Required action
Everything from the first line of the material below through the line containing "Errors raised while" is to be printed exactly, and nothing more.

Provided material

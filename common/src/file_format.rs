use std::path::Path;

#[derive(Debug, thiserror::Error)]
pub enum FileExtensionError {
    #[error("Failed to get file extension for '{0}'")]
    MissingFileExtension(String),
    #[error("Unsupported file extension for file: {0}")]
    UnsupportedFileExtension(String),
}

pub type FileFormatResult<T> = Result<T, FileExtensionError>;

pub fn get_file_extension(path: &Path) -> Option<&str> {
    path.extension().and_then(|os_str| os_str.to_str())
}

/// Structured text formats used for configuration, manifests and reports.
#[derive(Clone, Copy, Debug, PartialEq, Eq)]
pub enum FileFormat {
    Yaml,
    Json,
}

impl FileFormat {
    pub fn from_path(path: &Path) -> FileFormatResult<Self> {
        let ext = get_file_extension(path)
            .ok_or_else(|| FileExtensionError::MissingFileExtension(path.display().to_string()))?;

        if ext.eq_ignore_ascii_case("yaml") || ext.eq_ignore_ascii_case("yml") {
            Ok(Self::Yaml)
        } else if ext.eq_ignore_ascii_case("json") {
            Ok(Self::Json)
        } else {
            Err(FileExtensionError::UnsupportedFileExtension(
                path.display().to_string(),
            ))
        }
    }

    pub fn extension(self) -> &'static str {
        match self {
            Self::Yaml => "yaml",
            Self::Json => "json",
        }
    }
}
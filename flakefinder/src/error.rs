use std::path::PathBuf;

use common::SerdeFormatError;
use thiserror::Error;

/// Errors raised while reading images or tile manifests. Fatal for the run,
/// except unreadable single tiles in a batch, which are recorded per tile.
#[derive(Debug, Error)]
pub enum InputError {
    #[error("Failed to read image '{path}': {source}")]
    Io {
        path: PathBuf,
        source: std::io::Error,
    },

    #[error("Failed to decode image '{path}': {source}")]
    Decode {
        path: PathBuf,
        source: image::ImageError,
    },

    #[error("Image '{path}' has no pixels")]
    Empty { path: PathBuf },

    #[error("Pixel buffer holds {actual} pixels, expected {expected}")]
    BufferSize { expected: usize, actual: usize },

    #[error(
        "Tile '{tile}' is {actual_width}x{actual_height}, expected {expected_width}x{expected_height}"
    )]
    InconsistentDimensions {
        tile: String,
        expected_width: usize,
        expected_height: usize,
        actual_width: usize,
        actual_height: usize,
    },

    #[error("Failed to load tile manifest '{path}': {source}")]
    Manifest {
        path: PathBuf,
        source: SerdeFormatError,
    },

    #[error("Tile manifest '{path}' is invalid: {reason}")]
    InvalidManifest { path: PathBuf, reason: String },

    #[error("No readable tiles in batch ({failed} failed)")]
    NoReadableTiles { failed: usize },
}

/// Errors in thresholds, the signature table, or the run configuration.
/// Always raised before any tile is processed.
#[derive(Debug, Error)]
pub enum ConfigError {
    #[error("Invalid value for '{name}': {reason}")]
    InvalidParameter { name: &'static str, reason: String },

    #[error("Failed to load configuration '{path}': {source}")]
    ConfigFile {
        path: PathBuf,
        source: SerdeFormatError,
    },

    #[error("No signature table configured")]
    MissingSignatureTable,

    #[error("Failed to load signature table '{path}': {source}")]
    SignatureFile {
        path: PathBuf,
        source: SerdeFormatError,
    },

    #[error("Signature table has no thickness classes")]
    EmptySignatureTable,

    #[error("Signature for class '{class}' is invalid: {reason}")]
    InvalidSignature { class: String, reason: String },

    #[error(
        "Signature table was calibrated for {table} normalization, detection is configured for {detection}"
    )]
    NormalizationMismatch { table: String, detection: String },

    #[error("Threshold calibration needs at least one image")]
    NoCalibrationImages,
}

/// Errors writing reports or overlay images.
#[derive(Debug, Error)]
pub enum OutputError {
    #[error("Failed to write '{path}': {source}")]
    Io {
        path: PathBuf,
        source: std::io::Error,
    },

    #[error("Failed to serialize report '{path}': {source}")]
    Serialize {
        path: PathBuf,
        source: SerdeFormatError,
    },

    #[error("Failed to write overlay '{path}': {source}")]
    Image {
        path: PathBuf,
        source: image::ImageError,
    },
}

/// Top-level error for a pipeline run.
#[derive(Debug, Error)]
pub enum Error {
    #[error(transparent)]
    Input(#[from] InputError),

    #[error(transparent)]
    Config(#[from] ConfigError),

    #[error(transparent)]
    Output(#[from] OutputError),
}

pub type Result<T, E = Error> = std::result::Result<T, E>;
//! Thickness classification from contrast signatures.
//!
//! A region's signature is its mean contrast vector. Each class of the
//! [`SignatureTable`] describes an axis-aligned box in contrast space; the
//! class whose box is closest wins, and signatures farther than the table
//! tolerance from every box stay [`ThicknessClass::Unclassified`].

mod signature;


use std::fmt;

use serde::{Deserialize, Serialize};

use crate::common::Rgb;
use crate::flake_detection::Region;

pub use signature::{SignatureTable, ThicknessSignature, UNCLASSIFIED};

/// Thickness class assigned to a region.
#[derive(Debug, Clone, PartialEq, Eq, Hash, PartialOrd, Ord, Serialize, Deserialize)]
#[serde(from = "String", into = "String")]
pub enum ThicknessClass {
    Class(String),
    Unclassified,
}

impl ThicknessClass {
    pub fn name(&self) -> &str {
        match self {
            Self::Class(name) => name,
            Self::Unclassified => UNCLASSIFIED,
        }
    }

    pub fn is_classified(&self) -> bool {
        matches!(self, Self::Class(_))
    }
}

impl fmt::Display for ThicknessClass {
    fn fmt(&self, f: &mut fmt::Formatter<'_>) -> fmt::Result {
        f.write_str(self.name())
    }
}

impl From<String> for ThicknessClass {
    fn from(name: String) -> Self {
        if name == UNCLASSIFIED {
            Self::Unclassified
        } else {
            Self::Class(name)
        }
    }
}

impl From<ThicknessClass> for String {
    fn from(class: ThicknessClass) -> Self {
        match class {
            ThicknessClass::Class(name) => name,
            ThicknessClass::Unclassified => UNCLASSIFIED.to_string(),
        }
    }
}

#[derive(Debug, Clone, PartialEq)]
pub struct Classification {
    pub class: ThicknessClass,
    /// `1 / (1 + residual / tolerance)`; 1 inside a class range.
    pub confidence: f32,
    /// Distance from the signature to the best class range.
    pub residual: f32,
}

/// A shape-filtered region with its thickness class.
#[derive(Debug, Clone)]
pub struct ClassifiedRegion {
    pub region: Region,
    pub classification: Classification,
}

impl ClassifiedRegion {
    /// Contrast signature the classification was based on.
    #[inline]
    pub fn signature(&self) -> Rgb {
        self.region.mean_contrast
    }
}

/// Nearest-range classifier over a [`SignatureTable`].
#[derive(Debug, Clone, Copy)]
pub struct ThicknessClassifier<'a> {
    table: &'a SignatureTable,
}

impl<'a> ThicknessClassifier<'a> {
    pub fn new(table: &'a SignatureTable) -> Self {
        Self { table }
    }

    pub fn classify(&self, signature: Rgb) -> Classification {
        let tolerance = self.table.tolerance;

        // (residual, normalized center distance, index); earlier entries win ties.
        let mut best: Option<(f32, f32, usize)> = None;
        for (i, class) in self.table.classes.iter().enumerate() {
            let candidate = (
                class.residual(signature),
                class.normalized_center_distance(signature),
                i,
            );
            let better = match best {
                None => true,
                Some((r, d, _)) => candidate.0 < r || (candidate.0 == r && candidate.1 < d),
            };
            if better {
                best = Some(candidate);
            }
        }

        let Some((residual, _, index)) = best else {
            return Classification {
                class: ThicknessClass::Unclassified,
                confidence: 0.0,
                residual: f32::INFINITY,
            };
        };

        let confidence = (1.0 / (1.0 + residual / tolerance)).clamp(0.0, 1.0);
        let class = if residual > tolerance {
            ThicknessClass::Unclassified
        } else {
            ThicknessClass::Class(self.table.classes[index].name.clone())
        };

        Classification {
            class,
            confidence,
            residual,
        }
    }

    /// Classifies every region by its mean contrast.
    pub fn classify_regions(&self, regions: Vec<Region>) -> Vec<ClassifiedRegion> {
        regions
            .into_iter()
            .map(|region| {
                let classification = self.classify(region.mean_contrast);
                if !classification.class.is_classified() {
                    tracing::warn!(
                        label = region.label,
                        residual = classification.residual,
                        signature = ?region.mean_contrast,
                        "Region matches no thickness class"
                    );
                }
                ClassifiedRegion {
                    region,
                    classification,
                }
            })
            .collect()
    }
}
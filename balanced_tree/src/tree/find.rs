/*
 * Copyright (c) 2006-Present, Redis Ltd.
 * All rights reserved.
 *
 * Licensed under your choice of the Redis Source Available License 2.0
 * (RSALv2); or (b) the Server Side Public License v1 (SSPLv1); or (c) the
 * GNU Affero General Public License v3 (AGPLv3).
*/

//! Read path: membership queries.

use std::borrow::Borrow;
use std::cmp::Ordering;

use super::BalancedTree;
use crate::arena::{NodeArena, NodeIndex};

impl<T> BalancedTree<T> {
    /// Whether a value equal to `value` is stored in the tree.
    ///
    /// Accepts any borrowed form of the stored type, e.g. `&str` for a tree
    /// of `String`s.
    pub fn search<Q>(&self, value: &Q) -> bool
    where
        T: Borrow<Q>,
        Q: Ord + ?Sized,
    {
        self.root
            .is_some_and(|root| Self::node_search(&self.nodes, root, value))
    }

    fn node_search<Q>(nodes: &NodeArena<T>, node_idx: NodeIndex, value: &Q) -> bool
    where
        T: Borrow<Q>,
        Q: Ord + ?Sized,
    {
        let node = &nodes[node_idx];
        match value.cmp(node.value.borrow()) {
            Ordering::Equal => true,
            Ordering::Less => node
                .left
                .is_some_and(|left| Self::node_search(nodes, left, value)),
            Ordering::Greater => node
                .right
                .is_some_and(|right| Self::node_search(nodes, right, value)),
        }
    }
}
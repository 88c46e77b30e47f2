/*
 * Copyright (c) 2006-Present, Redis Ltd.
 * All rights reserved.
 *
 * Licensed under your choice of the Redis Source Available License 2.0
 * (RSALv2); or (b) the Server Side Public License v1 (SSPLv1); or (c) the
 * GNU Affero General Public License v3 (AGPLv3).
*/

//! Arena storage for tree nodes.
//!
//! Every node of a [`BalancedTree`](crate::BalancedTree) lives in a single
//! vector owned by the tree. Links between nodes are [`NodeIndex`] values
//! instead of pointers, so rotations only rewrite indices and the parent
//! back-reference never has to be an aliasing pointer.
//!
//! The tree never removes individual nodes, so slots are only recycled when
//! the whole arena is cleared. Each clear starts a new generation, and an
//! index from an earlier generation no longer resolves even once its slot
//! is occupied again.

use std::fmt;
use std::ops::{Index, IndexMut};

use crate::node::Node;

/// Index into the node arena.
///
/// A lightweight handle that is stable across every mutation of the tree
/// short of [`clear`](crate::BalancedTree::clear).
#[derive(Debug, Clone, Copy, PartialEq, Eq, PartialOrd, Ord, Hash)]
pub struct NodeIndex {
    slot: u32,
    generation: u32,
}

impl NodeIndex {
    /// The raw slot position inside the arena.
    pub const fn position(self) -> u32 {
        self.slot
    }
}

impl fmt::Display for NodeIndex {
    fn fmt(&self, f: &mut fmt::Formatter<'_>) -> fmt::Result {
        write!(f, "#{}", self.slot)
    }
}

/// Arena storage for [`Node`]s.
#[derive(Debug)]
pub(crate) struct NodeArena<T> {
    nodes: Vec<Node<T>>,
    /// Bumped on every clear; stamped into each index handed out.
    generation: u32,
}

impl<T> NodeArena<T> {
    /// Create a new empty arena.
    pub const fn new() -> Self {
        Self {
            nodes: Vec::new(),
            generation: 0,
        }
    }

    /// Get the number of nodes currently stored in the arena.
    pub fn len(&self) -> usize {
        self.nodes.len()
    }

    /// Get a reference to a node in the arena, if it exists.
    ///
    /// Indices handed out before the last [`clear`](Self::clear) resolve to
    /// `None`.
    pub fn get(&self, idx: NodeIndex) -> Option<&Node<T>> {
        if idx.generation != self.generation {
            return None;
        }
        self.nodes.get(idx.slot as usize)
    }

    /// Insert a node into the arena, returning its index.
    ///
    /// # Panics
    ///
    /// Panics if the arena already holds `u32::MAX` nodes.
    pub fn insert(&mut self, node: Node<T>) -> NodeIndex {
        let position = u32::try_from(self.nodes.len()).expect("node arena exceeded u32::MAX slots");
        self.nodes.push(node);
        NodeIndex {
            slot: position,
            generation: self.generation,
        }
    }

    /// Drop every node, releasing the whole structure at once.
    ///
    /// Starts a new generation, so every index handed out so far goes stale.
    pub fn clear(&mut self) {
        self.nodes.clear();
        self.generation = self.generation.wrapping_add(1);
    }

    /// Get the memory usage of the arena, in bytes.
    pub fn mem_usage(&self) -> usize {
        self.nodes.capacity() * std::mem::size_of::<Node<T>>()
    }
}

impl<T> Default for NodeArena<T> {
    fn default() -> Self {
        Self::new()
    }
}

impl<T> Index<NodeIndex> for NodeArena<T> {
    type Output = Node<T>;

    fn index(&self, idx: NodeIndex) -> &Self::Output {
        debug_assert_eq!(idx.generation, self.generation, "stale node index {idx}");
        &self.nodes[idx.slot as usize]
    }
}

impl<T> IndexMut<NodeIndex> for NodeArena<T> {
    fn index_mut(&mut self, idx: NodeIndex) -> &mut Self::Output {
        debug_assert_eq!(idx.generation, self.generation, "stale node index {idx}");
        &mut self.nodes[idx.slot as usize]
    }
}
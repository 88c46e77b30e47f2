/*
 * Copyright (c) 2006-Present, Redis Ltd.
 * All rights reserved.
 *
 * Licensed under your choice of the Redis Source Available License 2.0
 * (RSALv2); or (b) the Server Side Public License v1 (SSPLv1); or (c) the
 * GNU Affero General Public License v3 (AGPLv3).
*/

//! Balanced tree implementation.
//!
//! The implementation is split into sub-modules by concern:
//! - [`insert`]: Write path (insert, rebalance, rotations, depth recomputation)
//! - [`find`]: Read path (membership search)
//! - [`invariants`]: Structural validation

mod find;
mod insert;
mod invariants;

pub use invariants::InvariantViolation;

use tracing::debug;

use crate::arena::{NodeArena, NodeIndex};
use crate::node::NodeRef;

/// Decides when an insertion rebalances a subtree.
///
/// The balance factor of a node is the depth of its left subtree minus the
/// depth of its right subtree, where a missing subtree is one level shallower
/// than a leaf.
#[derive(Debug, Clone, Copy, Default, PartialEq, Eq)]
pub enum RebalancePolicy {
    /// Rotate only when the factor is exactly `+2` or `-2`.
    ///
    /// Before rotating, a heavy child that has an inner child is itself
    /// rebalanced with the opposite factor, recursively. After every
    /// rotation the depths of the whole rotated subtree are recomputed.
    ///
    /// This policy does not guarantee an AVL-balanced tree: some insertion
    /// orders leave nodes with a factor of `±2` that no later insertion
    /// revisits.
    #[default]
    ExactTrigger,
    /// Textbook AVL: rotate whenever the factor leaves `-1..=1`, with a
    /// double rotation only when the heavy child leans the other way.
    ///
    /// Only the nodes a rotation touches get their depth refreshed.
    Avl,
}

impl RebalancePolicy {
    /// Whether a node with `factor` must be rebalanced.
    pub const fn triggers(self, factor: i32) -> bool {
        match self {
            Self::ExactTrigger => factor == 2 || factor == -2,
            Self::Avl => factor > 1 || factor < -1,
        }
    }
}

/// Aggregate statistics for a [`BalancedTree`].
#[derive(Debug, Default, Clone, Copy, PartialEq, Eq)]
pub(crate) struct TreeStats {
    /// Number of stored values.
    pub num_values: usize,
    /// Number of single rotations performed since the tree was created or
    /// last cleared. A double rotation counts twice.
    pub num_rotations: usize,
}

/// An ordered set of unique values kept height-balanced by rotations.
///
/// Values double as keys: inserting a value equal to one already stored is
/// rejected. There is no removal of individual values; the whole tree is
/// released with [`clear`](Self::clear), [`destroy`](Self::destroy) or by
/// dropping it.
///
/// # Arena Storage
///
/// All nodes are stored in a `NodeArena` and link to each other by
/// [`NodeIndex`]. Each node owns its two child slots; the parent link is a
/// back-reference only. Rotations return the index of the new subtree top
/// and the caller stores it in whichever slot pointed at the rotated node.
///
/// # Concurrency
///
/// Mutation requires `&mut self`. Sharing a tree between threads needs
/// external synchronization, which the borrow checker enforces.
pub struct BalancedTree<T> {
    /// The root node index, `None` while the tree is empty.
    root: Option<NodeIndex>,
    /// Arena holding all tree nodes.
    nodes: NodeArena<T>,
    /// Aggregate statistics for the tree.
    stats: TreeStats,
    /// When insertions rebalance.
    policy: RebalancePolicy,
}

impl<T> BalancedTree<T> {
    /// Create a new empty tree using [`RebalancePolicy::ExactTrigger`].
    pub const fn new() -> Self {
        Self::with_policy(RebalancePolicy::ExactTrigger)
    }

    /// Create a new empty tree that rebalances according to `policy`.
    pub const fn with_policy(policy: RebalancePolicy) -> Self {
        Self {
            root: None,
            nodes: NodeArena::new(),
            stats: TreeStats {
                num_values: 0,
                num_rotations: 0,
            },
            policy,
        }
    }

    /// The policy this tree rebalances with.
    pub const fn policy(&self) -> RebalancePolicy {
        self.policy
    }

    /// Get the number of values stored in the tree.
    pub const fn len(&self) -> usize {
        self.stats.num_values
    }

    /// Whether the tree holds no value yet.
    pub const fn is_empty(&self) -> bool {
        self.root.is_none()
    }

    /// Get the number of single rotations performed so far.
    pub const fn rotations(&self) -> usize {
        self.stats.num_rotations
    }

    /// Get the cached depth of the root, `None` for an empty tree.
    pub fn depth(&self) -> Option<u32> {
        self.root.map(|root| self.nodes[root].depth)
    }

    /// Get the root index, `None` for an empty tree.
    pub const fn root_index(&self) -> Option<NodeIndex> {
        self.root
    }

    /// Get a view of the root node.
    pub fn root(&self) -> Option<NodeRef<'_, T>> {
        self.root.map(|root| NodeRef::new(&self.nodes, root))
    }

    /// Get the node arena backing the tree.
    pub(crate) const fn nodes(&self) -> &NodeArena<T> {
        &self.nodes
    }

    /// Resolve a [`NodeIndex`] to a view of the node, if it belongs to this tree.
    pub fn node(&self, idx: NodeIndex) -> Option<NodeRef<'_, T>> {
        self.nodes.get(idx).map(|_| NodeRef::new(&self.nodes, idx))
    }

    /// Calculate the total memory usage of the tree, in bytes.
    pub fn mem_usage(&self) -> usize {
        std::mem::size_of::<Self>() + self.nodes.mem_usage()
    }

    /// Release every node and leave an empty tree behind.
    ///
    /// Statistics are reset; the rebalance policy is kept. Any
    /// [`NodeIndex`] obtained before the call no longer resolves, even after
    /// new values reoccupy its slot.
    pub fn clear(&mut self) {
        debug!(num_values = self.stats.num_values, "clearing balanced tree");
        self.root = None;
        self.nodes.clear();
        self.stats = TreeStats::default();
    }

    /// Release the whole tree.
    ///
    /// Consumes the handle, so no node of the tree can be reached afterwards:
    ///
    /// ```compile_fail
    /// let mut tree = balanced_tree::BalancedTree::new();
    /// tree.insert(1);
    /// tree.destroy();
    /// tree.search(&1);
    /// ```
    pub fn destroy(mut self) {
        self.clear();
    }
}

impl<T> Default for BalancedTree<T> {
    fn default() -> Self {
        Self::new()
    }
}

Result of this exercise
filename common/src/file_format.rs
use std::path::Path;

#[derive(Debug, thiserror::Error)]
pub enum FileExtensionError {
    #[error("Failed to get file extension for '{0}'")]
    MissingFileExtension(String),
    #[error("Unsupported file extension for file: {0}")]
    UnsupportedFileExtension(String),
}

pub type FileFormatResult<T> = Result<T, FileExtensionError>;

pub fn get_file_extension(path: &Path) -> Option<&str> {
    path.extension().and_then(|os_str| os_str.to_str())
}

/// Structured text formats used for configuration, manifests and reports.
#[derive(Clone, Copy, Debug, PartialEq, Eq)]
pub enum FileFormat {
    Yaml,
    Json,
}

impl FileFormat {
    pub fn from_path(path: &Path) -> FileFormatResult<Self> {
        let ext = get_file_extension(path)
            .ok_or_else(|| FileExtensionError::MissingFileExtension(path.display().to_string()))?;

        if ext.eq_ignore_ascii_case("yaml") || ext.eq_ignore_ascii_case("yml") {
            Ok(Self::Yaml)
        } else if ext.eq_ignore_ascii_case("json") {
            Ok(Self::Json)
        } else {
            Err(FileExtensionError::UnsupportedFileExtension(
                path.display().to_string(),
            ))
        }
    }

    pub fn extension(self) -> &'static str {
        match self {
            Self::Yaml => "yaml",
            Self::Json => "json",
        }
    }
}
filename flakefinder/src/error.rs
use std::path::PathBuf;

use common::SerdeFormatError;
use thiserror::Error;

/// Errors raised while reading images or tile manifests. Fatal for the run,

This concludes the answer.